Dataset entries

use std::fmt::Write;

use chrono::{DateTime, Utc};
use serde::Serialize;

use crate::dataset::Dataset;
use crate::filter::Selection;
use crate::format;
use crate::market::{self, MarketFilters};
use crate::models::StageId;
use crate::pipeline::Board;

#[derive(Debug, Clone, Copy, Default, PartialEq, Eq, Serialize, clap::ValueEnum)]
#[serde(rename_all = "lowercase")]
pub enum AnalysisDepth {
    Standard,
    #[default]
    Comprehensive,
    Expert,
}

#[derive(Debug, Clone, PartialEq, Eq, Serialize)]
#[serde(rename_all = "camelCase")]
pub struct ReportOptions {
    pub depth: AnalysisDepth,
    pub include_predictions: bool,
    pub include_recommendations: bool,
}

impl Default for ReportOptions {
    fn default() -> Self {
        Self {
            depth: AnalysisDepth::Comprehensive,
            include_predictions: true,
            include_recommendations: true,
        }
    }
}

/// A report template together with the parameters it needs.
#[derive(Debug, Clone, PartialEq, Eq, Serialize)]
#[serde(tag = "template", rename_all = "kebab-case")]
pub enum ReportTemplate {
    MarketEntry {
        industry: String,
        market: String,
    },
    CompetitiveIntelligence {
        industry: String,
        competitors: Vec<String>,
    },
    InvestmentOpportunity {
        sector: String,
        stage: Option<StageId>,
    },
}

impl ReportTemplate {
    pub fn name(&self) -> &'static str {
        match self {
            ReportTemplate::MarketEntry { .. } => "Market Entry Analysis",
            ReportTemplate::CompetitiveIntelligence { .. } => "Competitive Intelligence",
            ReportTemplate::InvestmentOpportunity { .. } => "Investment Opportunity Assessment",
        }
    }

    pub fn sections(&self) -> &'static [&'static str] {
        match self {
            ReportTemplate::MarketEntry { .. } => &[
                "Executive Summary",
                "Market Overview",
                "Competitive Landscape",
                "Regulatory Environment",
                "Entry Strategy",
                "Risk Assessment",
                "Financial Projections",
            ],
            ReportTemplate::CompetitiveIntelligence { .. } => &[
                "Executive Summary",
                "Competitor Profiles",
                "Comparative Analysis",
                "SWOT Analysis",
                "Market Positioning",
                "Competitive Advantages",
                "Strategic Recommendations",
            ],
            ReportTemplate::InvestmentOpportunity { .. } => &[
                "Executive Summary",
                "Market Opportunity",
                "Growth Potential",
                "Risk Analysis",
                "Valuation Metrics",
                "Comparable Transactions",
                "Investment Thesis",
            ],
        }
    }

    pub fn visualizations(&self) -> &'static [&'static str] {
        match self {
            ReportTemplate::MarketEntry { .. } => &[
                "Market Size Breakdown",
                "Competitive Positioning Map",
                "Regulatory Complexity Heatmap",
                "Market Growth Forecast",
            ],
            ReportTemplate::CompetitiveIntelligence { .. } => &[
                "Competitive Matrix",
                "Feature Comparison",
                "Pricing Analysis",
                "Market Share Distribution",
            ],
            ReportTemplate::InvestmentOpportunity { .. } => &[
                "Valuation Multiples",
                "Growth Projections",
                "Risk-Return Matrix",
                "Funding Landscape",
            ],
        }
    }

    pub fn default_options(&self) -> ReportOptions {
        match self {
            ReportTemplate::CompetitiveIntelligence { .. } => ReportOptions {
                depth: AnalysisDepth::Expert,
                ..ReportOptions::default()
            },
            _ => ReportOptions::default(),
        }
    }

    pub fn industry(&self) -> &str {
        match self {
            ReportTemplate::MarketEntry { industry, .. }
            | ReportTemplate::CompetitiveIntelligence { industry, .. } => industry,
            ReportTemplate::InvestmentOpportunity { sector, .. } => sector,
        }
    }

    pub fn title(&self) -> String {
        match self {
            ReportTemplate::MarketEntry { industry, market } => {
                format!("{industry} Market Entry Analysis: {market}")
            }
            ReportTemplate::CompetitiveIntelligence { industry, .. } => {
                format!("{industry} Competitive Intelligence")
            }
            ReportTemplate::InvestmentOpportunity { sector, .. } => {
                format!("{sector} Investment Opportunity Assessment")
            }
        }
    }

    fn parameter_lines(&self) -> Vec<String> {
        match self {
            ReportTemplate::MarketEntry { industry, market } => {
                vec![format!("Industry: {industry}"), format!("Market: {market}")]
            }
            ReportTemplate::CompetitiveIntelligence {
                industry,
                competitors,
            } => {
                let competitors = if competitors.is_empty() {
                    "none named".to_string()
                } else {
                    competitors.join(", ")
                };
                vec![
                    format!("Industry: {industry}"),
                    format!("Competitors: {competitors}"),
                ]
            }
            ReportTemplate::InvestmentOpportunity { sector, stage } => vec![
                format!("Sector: {sector}"),
                format!(
                    "Stage focus: {}",
                    stage.map(StageId::name).unwrap_or("all stages")
                ),
            ],
        }
    }
}

pub fn build_report(
    template: &ReportTemplate,
    options: &ReportOptions,
    dataset: &Dataset,
    now: DateTime<Utc>,
) -> String {
    let filters = MarketFilters {
        industry: Selection::parse(template.industry()),
        region: Selection::All,
    };
    let board = Board::from_deals(dataset.deals.iter().cloned());

    let mut output = String::new();
    let _ = writeln!(output, "# {}", template.title());
    let _ = writeln!(
        output,
        "{} generated {} ({:?} depth)",
        template.name(),
        format::format_date(now),
        options.depth
    );
    let _ = writeln!(output);
    let _ = writeln!(output, "## Parameters");
    for line in template.parameter_lines() {
        let _ = writeln!(output, "- {line}");
    }

    let _ = writeln!(output);
    let _ = writeln!(output, "## Sections");
    for section in template.sections() {
        let _ = writeln!(output, "- {section}");
    }
    if options.include_predictions {
        let _ = writeln!(output, "- Predictions");
    }
    if options.include_recommendations {
        let _ = writeln!(output, "- Recommendations");
    }

    let _ = writeln!(output);
    let _ = writeln!(output, "## Visualizations");
    for visualization in template.visualizations() {
        let _ = writeln!(output, "- {visualization}");
    }

    let _ = writeln!(output);
    let _ = writeln!(output, "## Pipeline");
    let focus = match template {
        ReportTemplate::InvestmentOpportunity { stage, .. } => *stage,
        _ => None,
    };
    if board.total() == 0 {
        let _ = writeln!(output, "No deals in the pipeline.");
    } else {
        for summary in board
            .summaries()
            .iter()
            .filter(|summary| focus.map_or(true, |stage| stage == summary.stage))
        {
            let _ = writeln!(
                output,
                "- {}: {} deals, {} committed (avg progress {:.0}%)",
                summary.stage.name(),
                summary.count,
                format::format_currency(summary.total_amount),
                summary.avg_progress
            );
        }
    }

    let _ = writeln!(output);
    let _ = writeln!(output, "## Market Trends");
    let trends = filters.trends(&dataset.market_trends);
    if trends.is_empty() {
        let _ = writeln!(output, "No trend data for {}.", template.industry());
    } else {
        for trend in trends {
            let _ = writeln!(
                output,
                "- {} ({}): {:.0}",
                trend.period,
                trend.region.as_deref().unwrap_or("all regions"),
                trend.value
            );
        }
    }

    let _ = writeln!(output);
    let _ = writeln!(output, "## Competitive Metrics");
    let metrics = filters.metrics(&dataset.competitive_metrics);
    if metrics.is_empty() {
        let _ = writeln!(output, "No competitive metrics for {}.", template.industry());
    } else {
        for metric in metrics {
            let _ = writeln!(output, "- {}: {:.0}", metric.name, metric.value);
        }
    }

    let _ = writeln!(output);
    let _ = writeln!(output, "## Recent Alerts");
    let alerts = market::alert_feed(&dataset.market_alerts, now);
    if alerts.is_empty() {
        let _ = writeln!(output, "No market alerts.");
    } else {
        for line in alerts.iter().take(5) {
            let _ = writeln!(
                output,
                "- [{}] {} ({})",
                line.alert.kind.label(),
                line.alert.title,
                line.age
            );
        }
    }

    output
}

#[cfg(test)]
mod tests {
    use super::*;
    use crate::models::{AlertKind, CompetitiveMetric, Deal, DealStatus, MarketAlert, MarketTrend};
    use chrono::{Duration, TimeZone};

    fn now() -> DateTime<Utc> {
        Utc.with_ymd_and_hms(2026, 10, 17, 12, 0, 0).unwrap()
    }

    fn dataset() -> Dataset {
        Dataset {
            deals: vec![Deal {
                id: "d1".to_string(),
                venture_name: "PayNest".to_string(),
                industry: "Fintech".to_string(),
                amount: 1_500_000.0,
                stage: StageId::DealTerms,
                status: DealStatus::Negotiating,
                progress: 70,
                assigned_to: vec!["Sara".to_string()],
                last_activity: now() - Duration::days(2),
                due_date: None,
            }],
            market_trends: vec![
                MarketTrend {
                    period: "Jan".to_string(),
                    value: 120.0,
                    industry: Some("Fintech".to_string()),
                    region: Some("MENA".to_string()),
                },
                MarketTrend {
                    period: "Jan".to_string(),
                    value: 80.0,
                    industry: Some("Healthtech".to_string()),
                    region: Some("MENA".to_string()),
                },
            ],
            competitive_metrics: vec![CompetitiveMetric {
                name: "Innovation Index".to_string(),
                value: 80.0,
                industry: "Fintech".to_string(),
            }],
            market_alerts: vec![MarketAlert {
                id: "a1".to_string(),
                title: "New regulatory sandbox".to_string(),
                description: String::new(),
                date: now() - Duration::days(2),
                kind: AlertKind::Critical,
            }],
            ..Dataset::default()
        }
    }

    #[test]
    fn templates_carry_their_own_sections() {
        let template = ReportTemplate::CompetitiveIntelligence {
            industry: "Fintech".to_string(),
            competitors: vec![],
        };
        assert_eq!(template.sections().len(), 7);
        assert_eq!(template.sections()[3], "SWOT Analysis");
        assert_eq!(template.default_options().depth, AnalysisDepth::Expert);
    }

    #[test]
    fn report_includes_filtered_market_data() {
        let template = ReportTemplate::MarketEntry {
            industry: "Fintech".to_string(),
            market: "UAE".to_string(),
        };
        let report = build_report(&template, &template.default_options(), &dataset(), now());

        assert!(report.starts_with("# Fintech Market Entry Analysis: UAE\n"));
        assert!(report.contains("- Market: UAE"));
        assert!(report.contains("- Regulatory Complexity Heatmap"));
        assert!(report.contains("- Deal Terms: 1 deals, $1.5M committed (avg progress 70%)"));
        assert!(report.contains("- Jan (MENA): 120"));
        assert!(!report.contains("- Jan (MENA): 80"));
        assert!(report.contains("- Innovation Index: 80"));
        assert!(report.contains("- [Critical] New regulatory sandbox (2d ago)"));
    }

    #[test]
    fn stage_focus_limits_pipeline_lines() {
        let template = ReportTemplate::InvestmentOpportunity {
            sector: "Healthtech".to_string(),
            stage: Some(StageId::Screening),
        };
        let options = ReportOptions {
            include_predictions: false,
            ..ReportOptions::default()
        };
        let report = build_report(&template, &options, &dataset(), now());

        assert!(report.contains("- Screening: 0 deals"));
        assert!(!report.contains("- Deal Terms:"));
        assert!(report.contains("No competitive metrics for Healthtech."));
        assert!(!report.contains("- Predictions"));
    }

    #[test]
    fn empty_dataset_renders_placeholders() {
        let template = ReportTemplate::MarketEntry {
            industry: "Agritech".to_string(),
            market: "Egypt".to_string(),
        };
        let report = build_report(&template, &ReportOptions::default(), &Dataset::default(), now());
        assert!(report.contains("No deals in the pipeline."));
        assert!(report.contains("No trend data for Agritech."));
        assert!(report.contains("No market alerts."));
    }
}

**What you should do:** Look through the records above for the word "region" and state how many lines contain it, giving the number alone.

**Reply:** 4